View Full Version : Looking for geo distributed host - cost is no issue


rockstar82
01-25-2010, 07:13 PM
Hi there, I have a website that gets visitors from US, Asia and Europe, its a fairly simple website on drupal- no video etc.

I do do a lot of marketing in these different countries, and seeing as load time has a large influence on performance I would like to look at a geographically distributed hosting provider.

The site gets something like 50K visitors a month, so its very small.. however, cost is not an issue, I really want the network with the best distribution, lowest load times...fastest servers - with a reputation suitable for a fortune 500 company. Secondly, all data needs to be completely secure (frequent backups, firewalls against attacks or whatever its called) and there needs to be a 100% uptime guarantee.

What would you recommend?

DedicatedXL
01-25-2010, 09:49 PM
I would get a dedicated server or VPS in Europe, Asia and the US yourself.

There are several hosting companies which can at least set you up within two of the three regions, however it would be hard I guess to find one who services all three areas. We only do Europe and the US for example.

rockstar82
01-26-2010, 07:39 AM
So US and Asia would be fine, Europe has pretty good connections anyway.

I am no IT person, so perhaps you can explain if having two servers could still mean only one version of the site (one place to upload and change it).

Do you know a company that is as described, and is full service (ie I want to talk to a real person when we have problems)?

cristibighea
01-26-2010, 07:47 AM
You're looking at paying quite a bit of cash for this sort of setup. You can keep uploading to only one server, and replicated all the changes to the other servers by keeping files in sync with rsync and your MySQL database with replication. You could then redirect users based on their IP address using geodns, however this is not 100% accurate, but it will get the job done without a huge cost.

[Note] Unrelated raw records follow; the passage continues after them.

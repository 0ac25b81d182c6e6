//! Keyed collection of records addressed by 16-bit id.
//!
//! Used for both the registry's object entries and each object's instances.
//! Lookup is a linear scan; tables hold a handful of entries and iteration
//! follows insertion order.

/// A record stored in an object's instance table.
pub trait ObjectInstance {
    /// Instance id, unique within its object.
    fn instance_id(&self) -> u16;
}

/// Keyed collection with linear lookup by id.
#[derive(Debug, Clone)]
pub struct ObjectTable<T> {
    entries: Vec<(u16, T)>,
}

impl<T> ObjectTable<T> {
    /// Create a new empty table.
    pub fn new() -> Self {
        Self {
            entries: Vec::new(),
        }
    }

    /// Insert a record under `id`.
    ///
    /// Returns `false` and leaves the table unchanged if the id is taken.
    pub fn insert(&mut self, id: u16, item: T) -> bool {
        if self.contains(id) {
            return false;
        }
        self.entries.push((id, item));
        true
    }

    /// Get a record by id.
    pub fn get(&self, id: u16) -> Option<&T> {
        self.entries
            .iter()
            .find(|(key, _)| *key == id)
            .map(|(_, item)| item)
    }

    /// Get a mutable record by id.
    pub fn get_mut(&mut self, id: u16) -> Option<&mut T> {
        self.entries
            .iter_mut()
            .find(|(key, _)| *key == id)
            .map(|(_, item)| item)
    }

    /// Remove and return a record.
    pub fn remove(&mut self, id: u16) -> Option<T> {
        let index = self.entries.iter().position(|(key, _)| *key == id)?;
        Some(self.entries.remove(index).1)
    }

    /// Check if an id is present.
    pub fn contains(&self, id: u16) -> bool {
        self.entries.iter().any(|(key, _)| *key == id)
    }

    /// Ids in insertion order.
    pub fn ids(&self) -> impl Iterator<Item = u16> + '_ {
        self.entries.iter().map(|(key, _)| *key)
    }

    /// Records in insertion order.
    pub fn iter(&self) -> impl Iterator<Item = (u16, &T)> {
        self.entries.iter().map(|(key, item)| (*key, item))
    }

    /// Mutable records in insertion order.
    pub fn iter_mut(&mut self) -> impl Iterator<Item = (u16, &mut T)> {
        self.entries.iter_mut().map(|(key, item)| (*key, item))
    }

    pub fn len(&self) -> usize {
        self.entries.len()
    }

    pub fn is_empty(&self) -> bool {
        self.entries.is_empty()
    }

    /// Drop every record.
    pub fn clear(&mut self) {
        self.entries.clear();
    }
}

impl<T: ObjectInstance> ObjectTable<T> {
    /// Insert an instance under its own id.
    pub fn insert_instance(&mut self, instance: T) -> bool {
        let id = instance.instance_id();
        self.insert(id, instance)
    }
}

impl<T> Default for ObjectTable<T> {
    fn default() -> Self {
        Self::new()
    }
}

Based on your description, I don't think you actually need geographical distribution, since the speed will be decent from all over the world considering you have no heavy media to serve. You could accelerate some simple things ( your CSS and JS files, and maybe images ) through a content delivery network and just have a single server somewhere in the US, in a redundant setup. The complexity of maintaining two servers in sync is gone in this case, as the need for geodns.

rockstar82
01-26-2010, 08:12 AM
Ok, thanks for the replies.

After doing a little research on CDN, I think that might just be what we need (but deliver the whole site through CDN, not just JS etc). Is there a company that provides both the seed server and the CDN and manages the whole thing?

Like said, cost is not really an issue.

eming
01-26-2010, 08:18 AM
Ok, thanks for the replies.

After doing a little research on CDN, I think that might just be what we need (but deliver the whole site through CDN, not just JS etc). Is there a company that provides both the seed server and the CDN and manages the whole thing?

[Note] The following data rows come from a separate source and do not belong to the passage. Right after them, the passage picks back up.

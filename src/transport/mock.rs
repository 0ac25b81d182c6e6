//! In-memory transport for tests.
//!
//! `MockTransport` is a cheap handle over shared state: clone it before
//! handing it to a client and keep the clone to inject inbound bytes, force
//! failures and inspect what was sent.
//!
//! ```
//! use iotdm_client::transport::{MockTransport, Transport};
//!
//! # #[tokio::main(flavor = "current_thread")]
//! # async fn main() -> iotdm_client::error::Result<()> {
//! let mut transport = MockTransport::new();
//! let handle = transport.clone();
//!
//! transport.open().await?;
//! transport.send(b"hello").await?;
//!
//! assert_eq!(handle.take_sent(), vec![b"hello".to_vec()]);
//! # Ok(())
//! # }
//! ```

use std::collections::VecDeque;
use std::sync::Arc;

use async_trait::async_trait;
use parking_lot::Mutex;

use super::traits::Transport;
use crate::error::{DmError, Result};

/// Maximum number of inbound chunks to queue.
const MAX_QUEUE_SIZE: usize = 1000;

#[derive(Debug, Default)]
struct MockState {
    open: bool,
    /// Chunks waiting to be returned by `recv`.
    inbound: VecDeque<Vec<u8>>,
    /// One entry per `send` call.
    sent: Vec<Vec<u8>>,
    open_count: u32,
    close_count: u32,
    failing_opens: u32,
    failing_sends: u32,
    failing_recvs: u32,
}

/// Scriptable transport backed by in-memory queues.
#[derive(Debug, Clone, Default)]
pub struct MockTransport {
    state: Arc<Mutex<MockState>>,
}

impl MockTransport {
    pub fn new() -> Self {
        Self::default()
    }

    /// Queue a chunk to be returned by a later `recv`.
    ///
    /// # Panics
    /// Panics if the queue is full.
    pub fn inject(&self, chunk: impl Into<Vec<u8>>) {
        let mut state = self.state.lock();
        if state.inbound.len() >= MAX_QUEUE_SIZE {
            panic!("Mock transport inbound queue overflow");
        }
        state.inbound.push_back(chunk.into());
    }

    /// Make the next `count` calls to `open` fail.
    pub fn fail_next_opens(&self, count: u32) {
        self.state.lock().failing_opens = count;
    }

    /// Make the next `count` calls to `send` fail.
    pub fn fail_next_sends(&self, count: u32) {
        self.state.lock().failing_sends = count;
    }

    /// Make the next `count` calls to `recv` report a broken connection.
    pub fn fail_next_recvs(&self, count: u32) {
        self.state.lock().failing_recvs = count;
    }

    /// Drain everything sent so far, one entry per `send` call.
    pub fn take_sent(&self) -> Vec<Vec<u8>> {
        std::mem::take(&mut self.state.lock().sent)
    }

    /// Drain everything sent so far as one contiguous byte string.
    pub fn take_sent_bytes(&self) -> Vec<u8> {
        self.take_sent().concat()
    }

    pub fn open_count(&self) -> u32 {
        self.state.lock().open_count
    }

    pub fn close_count(&self) -> u32 {
        self.state.lock().close_count
    }

    pub fn pending_inbound(&self) -> usize {
        self.state.lock().inbound.len()
    }
}

#[async_trait]
impl Transport for MockTransport {
    async fn open(&mut self) -> Result<()> {
        let mut state = self.state.lock();
        state.open_count += 1;
        if state.failing_opens > 0 {
            state.failing_opens -= 1;
            return Err(DmError::Io(std::io::Error::new(
                std::io::ErrorKind::ConnectionRefused,
                "mock open failure",
            )));
        }
        state.open = true;
        Ok(())
    }

    async fn send(&mut self, data: &[u8]) -> Result<()> {
        let mut state = self.state.lock();
        if !state.open {
            return Err(DmError::ConnectionClosed);
        }
        if state.failing_sends > 0 {
            state.failing_sends -= 1;
            return Err(DmError::Io(std::io::Error::new(
                std::io::ErrorKind::BrokenPipe,
                "mock send failure",
            )));
        }
        state.sent.push(data.to_vec());
        Ok(())
    }

    async fn recv(&mut self, buf: &mut [u8]) -> Result<usize> {
        let mut state = self.state.lock();
        if !state.open {
            return Err(DmError::ConnectionClosed);
        }
        if state.failing_recvs > 0 {
            state.failing_recvs -= 1;
            return Err(DmError::ConnectionClosed);
        }

        let Some(mut chunk) = state.inbound.pop_front() else {
            return Ok(0);
        };

        let len = chunk.len().min(buf.len());
        buf[..len].copy_from_slice(&chunk[..len]);
        if len < chunk.len() {
            state.inbound.push_front(chunk.split_off(len));
        }
        Ok(len)
    }

    async fn close(&mut self) -> Result<()> {
        let mut state = self.state.lock();
        state.close_count += 1;
        state.open = false;
        Ok(())
    }

    fn is_open(&self) -> bool {
        self.state.lock().open
    }
}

Like said, cost is not really an issue.

something like this: http://ditlev.dk/snitch/Dock-20100126-121704.jpg should give you a healthy mix of redundancy, scalability and flexibility.
Most Cloud suppliers can do this, and some are able to add in CDN in the mix - typically via reseller arrangements with Highwinds/Edgecast/Limelight/AKAMAI

:)
D

phil_virtualbright
01-26-2010, 08:45 AM
Hi RockStar,

It is brave to say that cost is not an issue! There are people who will consult on this for you and get a solution in place, is this going to work? It is quite complicated to do easily, but it is possible. Other technologies to look at are BGP anycast and others.

rockstar82
01-26-2010, 08:54 AM
Working with an intermediary that already has blue chip clients is fine, as long as that company then also bills us every month/year and is responsible for its implementation. I dont want to pay just for advice on what companies to work with, that's what I have you guys for ;).

cristibighea
01-26-2010, 09:07 AM
CDNs are mostly used for static content, as it is extremely difficult to replicate your database across hundreds of nodes worldwide in order to achieve the low-latency environment that a CDN usually offers for streaming video.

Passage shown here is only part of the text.